----- Supplied information
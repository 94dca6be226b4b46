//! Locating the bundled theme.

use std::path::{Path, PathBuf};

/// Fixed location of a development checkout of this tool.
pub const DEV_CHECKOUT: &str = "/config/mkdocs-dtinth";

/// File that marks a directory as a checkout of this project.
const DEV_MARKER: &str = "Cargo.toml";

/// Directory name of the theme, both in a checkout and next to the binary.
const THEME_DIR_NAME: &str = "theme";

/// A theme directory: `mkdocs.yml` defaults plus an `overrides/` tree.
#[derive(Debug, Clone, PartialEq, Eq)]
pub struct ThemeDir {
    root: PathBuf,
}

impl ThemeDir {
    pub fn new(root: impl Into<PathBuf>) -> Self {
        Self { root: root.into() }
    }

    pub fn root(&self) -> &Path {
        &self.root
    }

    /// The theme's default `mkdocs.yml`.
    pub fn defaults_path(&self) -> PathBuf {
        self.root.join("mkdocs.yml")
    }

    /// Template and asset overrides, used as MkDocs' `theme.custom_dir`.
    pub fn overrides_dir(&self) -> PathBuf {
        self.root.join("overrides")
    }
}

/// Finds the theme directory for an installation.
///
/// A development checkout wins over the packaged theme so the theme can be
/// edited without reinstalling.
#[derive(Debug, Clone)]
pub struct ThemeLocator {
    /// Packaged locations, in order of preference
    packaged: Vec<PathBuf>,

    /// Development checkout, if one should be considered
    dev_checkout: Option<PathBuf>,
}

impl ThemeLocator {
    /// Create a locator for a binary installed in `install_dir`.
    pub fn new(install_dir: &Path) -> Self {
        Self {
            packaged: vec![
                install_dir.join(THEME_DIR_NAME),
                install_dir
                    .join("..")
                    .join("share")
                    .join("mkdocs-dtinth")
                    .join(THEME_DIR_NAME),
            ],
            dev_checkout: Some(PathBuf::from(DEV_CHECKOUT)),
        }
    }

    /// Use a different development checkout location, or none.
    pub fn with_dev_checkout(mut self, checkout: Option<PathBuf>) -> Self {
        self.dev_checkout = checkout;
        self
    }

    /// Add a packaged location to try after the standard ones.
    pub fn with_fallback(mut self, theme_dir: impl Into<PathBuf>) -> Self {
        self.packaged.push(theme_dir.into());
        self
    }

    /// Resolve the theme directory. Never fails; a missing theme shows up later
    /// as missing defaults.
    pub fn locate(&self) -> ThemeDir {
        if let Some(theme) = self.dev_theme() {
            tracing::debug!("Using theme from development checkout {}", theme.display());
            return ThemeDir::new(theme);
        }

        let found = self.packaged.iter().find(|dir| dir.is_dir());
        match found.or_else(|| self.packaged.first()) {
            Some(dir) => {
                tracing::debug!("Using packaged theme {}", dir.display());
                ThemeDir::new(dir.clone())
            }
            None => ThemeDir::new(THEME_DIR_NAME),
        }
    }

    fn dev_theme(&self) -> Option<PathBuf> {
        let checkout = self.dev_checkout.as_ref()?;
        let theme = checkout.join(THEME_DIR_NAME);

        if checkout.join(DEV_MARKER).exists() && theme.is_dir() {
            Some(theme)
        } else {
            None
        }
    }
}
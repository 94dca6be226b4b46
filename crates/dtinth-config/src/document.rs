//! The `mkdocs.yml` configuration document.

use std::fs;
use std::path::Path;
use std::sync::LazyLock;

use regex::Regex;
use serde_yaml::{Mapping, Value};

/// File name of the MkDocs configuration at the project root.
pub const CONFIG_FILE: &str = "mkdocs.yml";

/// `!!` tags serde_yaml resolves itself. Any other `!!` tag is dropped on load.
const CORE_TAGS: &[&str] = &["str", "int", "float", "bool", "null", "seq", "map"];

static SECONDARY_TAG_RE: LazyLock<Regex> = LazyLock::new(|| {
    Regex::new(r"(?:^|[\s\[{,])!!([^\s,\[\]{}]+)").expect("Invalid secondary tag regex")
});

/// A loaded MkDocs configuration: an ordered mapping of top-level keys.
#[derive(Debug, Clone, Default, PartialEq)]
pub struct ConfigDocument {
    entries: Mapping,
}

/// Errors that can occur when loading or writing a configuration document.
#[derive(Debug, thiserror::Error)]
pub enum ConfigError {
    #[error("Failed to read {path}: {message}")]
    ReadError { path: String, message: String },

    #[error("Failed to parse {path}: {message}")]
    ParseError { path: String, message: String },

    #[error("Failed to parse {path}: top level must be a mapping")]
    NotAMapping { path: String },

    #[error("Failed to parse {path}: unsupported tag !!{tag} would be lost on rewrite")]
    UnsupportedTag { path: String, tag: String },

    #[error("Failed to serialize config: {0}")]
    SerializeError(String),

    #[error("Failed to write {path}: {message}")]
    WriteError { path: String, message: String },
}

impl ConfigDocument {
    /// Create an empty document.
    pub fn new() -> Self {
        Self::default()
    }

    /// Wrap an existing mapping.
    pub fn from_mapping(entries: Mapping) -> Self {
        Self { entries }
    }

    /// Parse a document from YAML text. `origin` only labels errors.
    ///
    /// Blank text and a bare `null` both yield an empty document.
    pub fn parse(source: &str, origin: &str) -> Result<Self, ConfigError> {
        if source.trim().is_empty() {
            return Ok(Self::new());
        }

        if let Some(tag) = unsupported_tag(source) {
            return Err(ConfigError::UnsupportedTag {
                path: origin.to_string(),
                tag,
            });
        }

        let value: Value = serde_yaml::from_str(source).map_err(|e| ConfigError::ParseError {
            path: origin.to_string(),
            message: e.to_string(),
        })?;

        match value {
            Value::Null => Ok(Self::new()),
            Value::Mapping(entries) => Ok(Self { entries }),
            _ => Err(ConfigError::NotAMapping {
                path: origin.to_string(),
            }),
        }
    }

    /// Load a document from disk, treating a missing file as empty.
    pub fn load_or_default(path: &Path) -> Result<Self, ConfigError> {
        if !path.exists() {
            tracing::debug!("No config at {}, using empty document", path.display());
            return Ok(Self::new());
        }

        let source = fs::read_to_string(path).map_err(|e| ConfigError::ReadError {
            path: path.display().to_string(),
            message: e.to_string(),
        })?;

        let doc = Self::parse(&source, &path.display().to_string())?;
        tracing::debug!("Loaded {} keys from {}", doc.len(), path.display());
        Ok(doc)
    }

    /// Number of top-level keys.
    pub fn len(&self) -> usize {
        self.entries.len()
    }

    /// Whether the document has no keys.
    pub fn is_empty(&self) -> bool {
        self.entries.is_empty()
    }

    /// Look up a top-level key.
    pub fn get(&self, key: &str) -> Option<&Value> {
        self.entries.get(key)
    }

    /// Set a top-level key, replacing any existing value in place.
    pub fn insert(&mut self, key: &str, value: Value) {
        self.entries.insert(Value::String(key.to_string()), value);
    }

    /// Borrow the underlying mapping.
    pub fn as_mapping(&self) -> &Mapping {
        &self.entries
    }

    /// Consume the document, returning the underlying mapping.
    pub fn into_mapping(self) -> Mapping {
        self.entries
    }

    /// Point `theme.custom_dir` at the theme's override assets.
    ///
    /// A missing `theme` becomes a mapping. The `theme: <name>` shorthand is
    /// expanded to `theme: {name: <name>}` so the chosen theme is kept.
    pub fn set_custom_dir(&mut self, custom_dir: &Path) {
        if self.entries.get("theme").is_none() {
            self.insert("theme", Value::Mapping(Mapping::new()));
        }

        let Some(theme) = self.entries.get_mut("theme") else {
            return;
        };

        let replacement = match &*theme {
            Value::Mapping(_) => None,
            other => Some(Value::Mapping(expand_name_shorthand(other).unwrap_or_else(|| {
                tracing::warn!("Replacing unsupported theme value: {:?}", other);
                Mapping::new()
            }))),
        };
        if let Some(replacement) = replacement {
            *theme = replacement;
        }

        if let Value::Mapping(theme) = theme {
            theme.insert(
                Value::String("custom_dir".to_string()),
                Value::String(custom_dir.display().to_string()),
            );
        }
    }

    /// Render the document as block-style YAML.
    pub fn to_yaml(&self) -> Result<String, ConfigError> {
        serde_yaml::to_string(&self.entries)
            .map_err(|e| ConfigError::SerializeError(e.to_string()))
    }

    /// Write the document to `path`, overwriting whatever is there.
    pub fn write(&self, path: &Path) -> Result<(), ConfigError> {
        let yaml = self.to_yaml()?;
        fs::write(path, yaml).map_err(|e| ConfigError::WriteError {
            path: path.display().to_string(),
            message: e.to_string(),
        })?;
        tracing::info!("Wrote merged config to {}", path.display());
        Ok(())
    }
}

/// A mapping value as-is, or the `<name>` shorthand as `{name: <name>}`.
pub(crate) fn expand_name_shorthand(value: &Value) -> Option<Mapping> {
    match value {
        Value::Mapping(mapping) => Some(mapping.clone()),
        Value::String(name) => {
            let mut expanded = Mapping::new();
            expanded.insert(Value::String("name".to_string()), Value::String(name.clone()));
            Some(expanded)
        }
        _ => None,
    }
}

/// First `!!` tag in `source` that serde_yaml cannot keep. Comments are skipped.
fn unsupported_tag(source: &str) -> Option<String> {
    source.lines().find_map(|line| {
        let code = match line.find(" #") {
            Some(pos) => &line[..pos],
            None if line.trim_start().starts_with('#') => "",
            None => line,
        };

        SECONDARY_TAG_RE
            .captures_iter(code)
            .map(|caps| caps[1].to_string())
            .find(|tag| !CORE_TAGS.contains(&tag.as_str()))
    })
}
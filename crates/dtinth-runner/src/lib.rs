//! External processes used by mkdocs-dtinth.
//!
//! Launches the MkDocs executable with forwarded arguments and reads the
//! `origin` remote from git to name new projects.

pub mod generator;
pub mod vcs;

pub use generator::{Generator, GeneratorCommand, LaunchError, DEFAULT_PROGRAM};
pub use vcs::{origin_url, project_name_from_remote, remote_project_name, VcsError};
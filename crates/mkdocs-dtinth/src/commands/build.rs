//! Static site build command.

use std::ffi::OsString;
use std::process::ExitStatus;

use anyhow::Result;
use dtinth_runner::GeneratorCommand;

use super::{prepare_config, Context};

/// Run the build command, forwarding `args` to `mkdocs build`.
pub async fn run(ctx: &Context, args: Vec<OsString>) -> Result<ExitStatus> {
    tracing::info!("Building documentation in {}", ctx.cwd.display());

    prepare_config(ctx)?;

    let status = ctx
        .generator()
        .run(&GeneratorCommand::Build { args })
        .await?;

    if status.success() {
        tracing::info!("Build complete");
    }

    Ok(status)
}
----------
- Exercise details -
Among the entries above, the line containing "Template and asset", the line containing "the standard ones.", and all lines between them are to be restated word for word; nothing else belongs in the reply.

- Written response -
    /// Template and asset overrides, used as MkDocs' `theme.custom_dir`.
    pub fn overrides_dir(&self) -> PathBuf {
        self.root.join("overrides")
    }
}

/// Finds the theme directory for an installation.
///
/// A development checkout wins over the packaged theme so the theme can be
/// edited without reinstalling.
#[derive(Debug, Clone)]
pub struct ThemeLocator {
    /// Packaged locations, in order of preference
    packaged: Vec<PathBuf>,

    /// Development checkout, if one should be considered
    dev_checkout: Option<PathBuf>,
}

impl ThemeLocator {
    /// Create a locator for a binary installed in `install_dir`.
    pub fn new(install_dir: &Path) -> Self {
        Self {
            packaged: vec![
                install_dir.join(THEME_DIR_NAME),
                install_dir
                    .join("..")
                    .join("share")
                    .join("mkdocs-dtinth")
                    .join(THEME_DIR_NAME),
            ],
            dev_checkout: Some(PathBuf::from(DEV_CHECKOUT)),
        }
    }

    /// Use a different development checkout location, or none.
    pub fn with_dev_checkout(mut self, checkout: Option<PathBuf>) -> Self {
        self.dev_checkout = checkout;
        self
    }

    /// Add a packaged location to try after the standard ones.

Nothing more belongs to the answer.